Identifying and addressing these issues is critical to keeping your financial assets intact and growing.
Here are five silent wealth killers you should eliminate today to secure your financial future.
Inflation
Ignoring inflation's impact
Inflation diminishes the purchasing power of money over time. In other words, what you can buy with ₹100 today will cost you more later.
If your investments don't beat inflation, you're actually losing money.
It's important to invest in assets that yield returns above the inflation rate to protect and increase your wealth.
Fees
Overlooking small fees
Small fees on investments or bank accounts may appear negligible, but they add up later.
A 1% fee on an investment portfolio may not sound like much, but it can greatly reduce returns in the long run.

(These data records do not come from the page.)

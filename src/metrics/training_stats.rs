//! Per-epoch loss tracking for the predictor trainer

use std::collections::VecDeque;

/// Training loss tracker with rolling averages
///
/// Keeps the most recent epoch losses for smoothed reporting, plus the best
/// validation loss seen over the whole run.
///
/// # Example
///
/// ```rust
/// use catch_me::metrics::TrainingStats;
///
/// let mut stats = TrainingStats::new(5);
/// stats.record_epoch(0.040, Some(0.050));
/// stats.record_epoch(0.020, Some(0.030));
///
/// assert_eq!(stats.best_epoch(), Some(2));
/// println!("{}", stats.format_summary());
/// ```
#[derive(Debug, Clone)]
pub struct TrainingStats {
    /// Training losses (rolling window)
    train_losses: VecDeque<f32>,

    /// Validation losses (rolling window)
    validation_losses: VecDeque<f32>,

    /// Epochs recorded so far
    total_epochs: usize,

    /// Lowest validation loss and the 1-based epoch it came from
    best: Option<(f32, usize)>,

    /// Window size for rolling averages
    window_size: usize,
}

impl TrainingStats {
    pub fn new(window_size: usize) -> Self {
        Self {
            train_losses: VecDeque::with_capacity(window_size),
            validation_losses: VecDeque::with_capacity(window_size),
            total_epochs: 0,
            best: None,
            window_size,
        }
    }

    /// Record one finished epoch
    pub fn record_epoch(&mut self, train_loss: f32, validation_loss: Option<f32>) {
        self.total_epochs += 1;
        Self::push_deque(&mut self.train_losses, train_loss, self.window_size);

        if let Some(loss) = validation_loss {
            Self::push_deque(&mut self.validation_losses, loss, self.window_size);
            let improved = match self.best {
                Some((best, _)) => loss < best,
                None => loss.is_finite(),
            };
            if improved {
                self.best = Some((loss, self.total_epochs));
            }
        }
    }

    pub fn mean_train_loss(&self) -> f32 {
        Self::mean(&self.train_losses)
    }

    pub fn mean_validation_loss(&self) -> f32 {
        Self::mean(&self.validation_losses)
    }

    pub fn last_train_loss(&self) -> Option<f32> {
        self.train_losses.back().copied()
    }

    pub fn last_validation_loss(&self) -> Option<f32> {
        self.validation_losses.back().copied()
    }

    pub fn best_validation_loss(&self) -> Option<f32> {
        self.best.map(|(loss, _)| loss)
    }

    /// 1-based epoch with the lowest validation loss
    pub fn best_epoch(&self) -> Option<usize> {
        self.best.map(|(_, epoch)| epoch)
    }

    pub fn total_epochs(&self) -> usize {
        self.total_epochs
    }

    pub fn window_size(&self) -> usize {
        self.window_size
    }

    /// One-line summary of the latest epoch and the rolling means
    pub fn format_summary(&self) -> String {
        let val = match self.last_validation_loss() {
            Some(loss) => format!("{:.6}", loss),
            None => "-".to_string(),
        };
        let best = match self.best {
            Some((loss, epoch)) => format!("{:.6} (epoch {})", loss, epoch),
            None => "-".to_string(),
        };

        format!(
            "Epoch: {} | Train: {:.6} | Val: {} | Mean Train: {:.6} | Best Val: {}",
            self.total_epochs,
            self.last_train_loss().unwrap_or(0.0),
            val,
            self.mean_train_loss(),
            best,
        )
    }

    fn mean(deque: &VecDeque<f32>) -> f32 {
        if deque.is_empty() {
            0.0
        } else {
            deque.iter().sum::<f32>() / deque.len() as f32
        }
    }

    fn push_deque<T>(deque: &mut VecDeque<T>, value: T, window_size: usize) {
        if deque.len() >= window_size {
            deque.pop_front();
        }
        deque.push_back(value);
    }
}

#[cfg(test)]
mod tests {
    use super::*;

    #[test]
    fn test_new() {
        let stats = TrainingStats::new(10);
        assert_eq!(stats.window_size(), 10);
        assert_eq!(stats.total_epochs(), 0);
        assert_eq!(stats.best_validation_loss(), None);
        assert_eq!(stats.mean_train_loss(), 0.0);
    }

    #[test]
    fn test_rolling_average() {
        let mut stats = TrainingStats::new(3);

        stats.record_epoch(1.0, None);
        stats.record_epoch(2.0, None);
        stats.record_epoch(3.0, None);
        assert!((stats.mean_train_loss() - 2.0).abs() < 1e-5);

        // A 4th epoch evicts the first
        stats.record_epoch(4.0, None);
        assert_eq!(stats.total_epochs(), 4);
        assert!((stats.mean_train_loss() - 3.0).abs() < 1e-5);
    }

    #[test]
    fn test_best_validation_epoch() {
        let mut stats = TrainingStats::new(10);

        stats.record_epoch(0.5, Some(0.40));
        stats.record_epoch(0.3, Some(0.20));
        stats.record_epoch(0.2, Some(0.25));

        assert_eq!(stats.best_validation_loss(), Some(0.20));
        assert_eq!(stats.best_epoch(), Some(2));
        assert_eq!(stats.last_validation_loss(), Some(0.25));
    }

    #[test]
    fn test_format_summary() {
        let mut stats = TrainingStats::new(10);
        stats.record_epoch(0.0125, Some(0.02));

        let summary = stats.format_summary();
        assert!(summary.contains("Epoch: 1"));
        assert!(summary.contains("Train: 0.012500"));
        assert!(summary.contains("Val: 0.020000"));
        assert!(summary.contains("Best Val: 0.020000 (epoch 1)"));
    }

    #[test]
    fn test_format_summary_without_validation() {
        let mut stats = TrainingStats::new(10);
        stats.record_epoch(0.5, None);

        let summary = stats.format_summary();
        assert!(summary.contains("Val: -"));
        assert!(summary.contains("Best Val: -"));
    }
}
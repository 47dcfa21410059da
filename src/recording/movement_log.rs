//! CSV movement log exchanged between the recorder and the trainer
//!
//! # Format
//!
//! ```text
//! timestamp,x_position,y_position,action
//! 0.02,168,536,idle
//! 0.03,173,536,right
//! ```

use anyhow::{Context, Result};
use std::fs::File;
use std::io::{BufWriter, Write as IoWrite};
use std::path::Path;

use crate::game::MoveAction;

const HEADER: &str = "timestamp,x_position,y_position,action";

/// One recorded frame
#[derive(Debug, Clone, PartialEq)]
pub struct MovementRecord {
    /// Seconds since recording started
    pub timestamp: f64,
    pub x_position: f32,
    pub y_position: f32,
    pub action: MoveAction,
}

/// In-memory movement log, written once when recording ends
#[derive(Debug, Clone, Default)]
pub struct MovementLog {
    records: Vec<MovementRecord>,
}

impl MovementLog {
    pub fn new() -> Self {
        Self::default()
    }

    pub fn push(&mut self, record: MovementRecord) {
        self.records.push(record);
    }

    pub fn len(&self) -> usize {
        self.records.len()
    }

    pub fn is_empty(&self) -> bool {
        self.records.is_empty()
    }

    pub fn records(&self) -> &[MovementRecord] {
        &self.records
    }

    /// Write the log as CSV, replacing any existing file
    pub fn save(&self, path: &Path) -> Result<()> {
        if let Some(parent) = path.parent().filter(|p| !p.as_os_str().is_empty()) {
            std::fs::create_dir_all(parent)
                .with_context(|| format!("Failed to create directory: {:?}", parent))?;
        }

        let file = File::create(path)
            .with_context(|| format!("Failed to create CSV file at {:?}", path))?;
        let mut writer = BufWriter::new(file);

        writeln!(writer, "{}", HEADER)?;
        for record in &self.records {
            writeln!(
                writer,
                "{:.2},{},{},{}",
                record.timestamp, record.x_position, record.y_position, record.action
            )?;
        }
        writer.flush().context("Failed to flush movement log")?;

        Ok(())
    }
}

/// Read only the `x_position` column, which is all the trainer needs
pub fn read_x_positions(path: &Path) -> Result<Vec<f32>> {
    let contents = std::fs::read_to_string(path)
        .with_context(|| format!("Failed to read movement log {:?}", path))?;
    let mut lines = contents.lines();

    let header = lines.next().unwrap_or_default();
    let x_column = header
        .split(',')
        .position(|name| name.trim() == "x_position")
        .with_context(|| format!("{:?} has no x_position column", path))?;

    lines
        .enumerate()
        .filter(|(_, line)| !line.trim().is_empty())
        .map(|(line_no, line)| {
            let fields: Vec<&str> = line.split(',').collect();
            parse_field::<f32>(&fields, x_column, "x_position", line_no + 2)
        })
        .collect()
}

fn parse_field<T: std::str::FromStr>(
    fields: &[&str],
    index: usize,
    name: &str,
    row: usize,
) -> Result<T> {
    let raw = fields
        .get(index)
        .with_context(|| format!("row {}: missing {}", row, name))?;
    raw.trim()
        .parse::<T>()
        .map_err(|_| anyhow::anyhow!("row {}: invalid {} '{}'", row, name, raw))
}

#[cfg(test)]
mod tests {
    use super::*;
    use tempfile::TempDir;

    fn record(timestamp: f64, x: f32, action: MoveAction) -> MovementRecord {
        MovementRecord {
            timestamp,
            x_position: x,
            y_position: 536.0,
            action,
        }
    }

    #[test]
    fn test_save_writes_header_and_rows() {
        let dir = TempDir::new().unwrap();
        let path = dir.path().join("movement_data.csv");

        let mut log = MovementLog::new();
        log.push(record(0.016, 168.0, MoveAction::Idle));
        log.push(record(0.033, 173.0, MoveAction::Right));
        log.save(&path).unwrap();

        let contents = std::fs::read_to_string(&path).unwrap();
        let lines: Vec<&str> = contents.lines().collect();
        assert_eq!(lines[0], "timestamp,x_position,y_position,action");
        assert_eq!(lines[1], "0.02,168,536,idle");
        assert_eq!(lines[2], "0.03,173,536,right");
    }

    #[test]
    fn test_saved_log_feeds_trainer_reader() {
        let dir = TempDir::new().unwrap();
        let path = dir.path().join("log.csv");

        let mut log = MovementLog::new();
        log.push(record(0.5, 100.0, MoveAction::Left));
        log.push(record(1.25, 95.0, MoveAction::Jump));
        log.save(&path).unwrap();

        assert_eq!(read_x_positions(&path).unwrap(), vec![100.0, 95.0]);
    }

    #[test]
    fn test_read_x_positions_any_column_order() {
        let dir = TempDir::new().unwrap();
        let path = dir.path().join("log.csv");
        std::fs::write(
            &path,
            "action,x_position,timestamp\nidle,10,0.0\nright,15,0.03\n\nleft,12.5,0.07\n",
        )
        .unwrap();

        let xs = read_x_positions(&path).unwrap();
        assert_eq!(xs, vec![10.0, 15.0, 12.5]);
    }

    #[test]
    fn test_read_x_positions_missing_column() {
        let dir = TempDir::new().unwrap();
        let path = dir.path().join("log.csv");
        std::fs::write(&path, "timestamp,y_position\n0.0,3\n").unwrap();

        assert!(read_x_positions(&path).is_err());
    }

    #[test]
    fn test_read_x_positions_reports_bad_row() {
        let dir = TempDir::new().unwrap();
        let path = dir.path().join("log.csv");
        std::fs::write(&path, "x_position\n1\nabc\n").unwrap();

        let err = read_x_positions(&path).unwrap_err();
        assert!(err.to_string().contains("row 3"));
    }
}
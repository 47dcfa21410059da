//! Catch Me - a terminal chase game with a learned pursuer
//!
//! This library provides:
//! - Core game logic (game module)
//! - Next-position predictors and their training (predictor module)
//! - Movement recording for training data (recording module)
//! - TUI rendering and input handling (render, input modules)
//! - Play, record and train modes (modes module)

pub mod game;
pub mod input;
pub mod logging;
pub mod metrics;
pub mod modes;
pub mod predictor;
pub mod recording;
pub mod render;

Regularly review all fees associated with your accounts and investments to ensure they're competitive.
Emergency funds
Neglecting emergency funds
An emergency fund serves as a financial safety net during unforeseen events such as a medical emergency or job loss.
Without it, you may be compelled to dip into savings or incur debt at exorbitant interest rates, which can derail long-term financial goals.
Aim to save three to six months' worth of living expenses in an easily accessible account.
Lifestyle inflation
Lifestyle inflation trap
We all know how, as our income rises, our spending rises too, proportionately.
This is called lifestyle inflation, and it prevents you from saving more, even if you are earning more.
To avoid this, it's important to keep a budget that focuses on savings and investments, even as your income increases.
Such discipline makes sure that rising earnings translate to rising wealth, not spending.
Debt interest
Underestimating debt interest rates
High-interest debt, like credit card balances, can easily get out of hand if not managed properly.
Paying just the minimum amount each month leads to massive interest payments over time, without much of a dent in the principal amount owed.
Prioritize paying off high-interest debts first, while keeping from racking up new ones, as much as possible.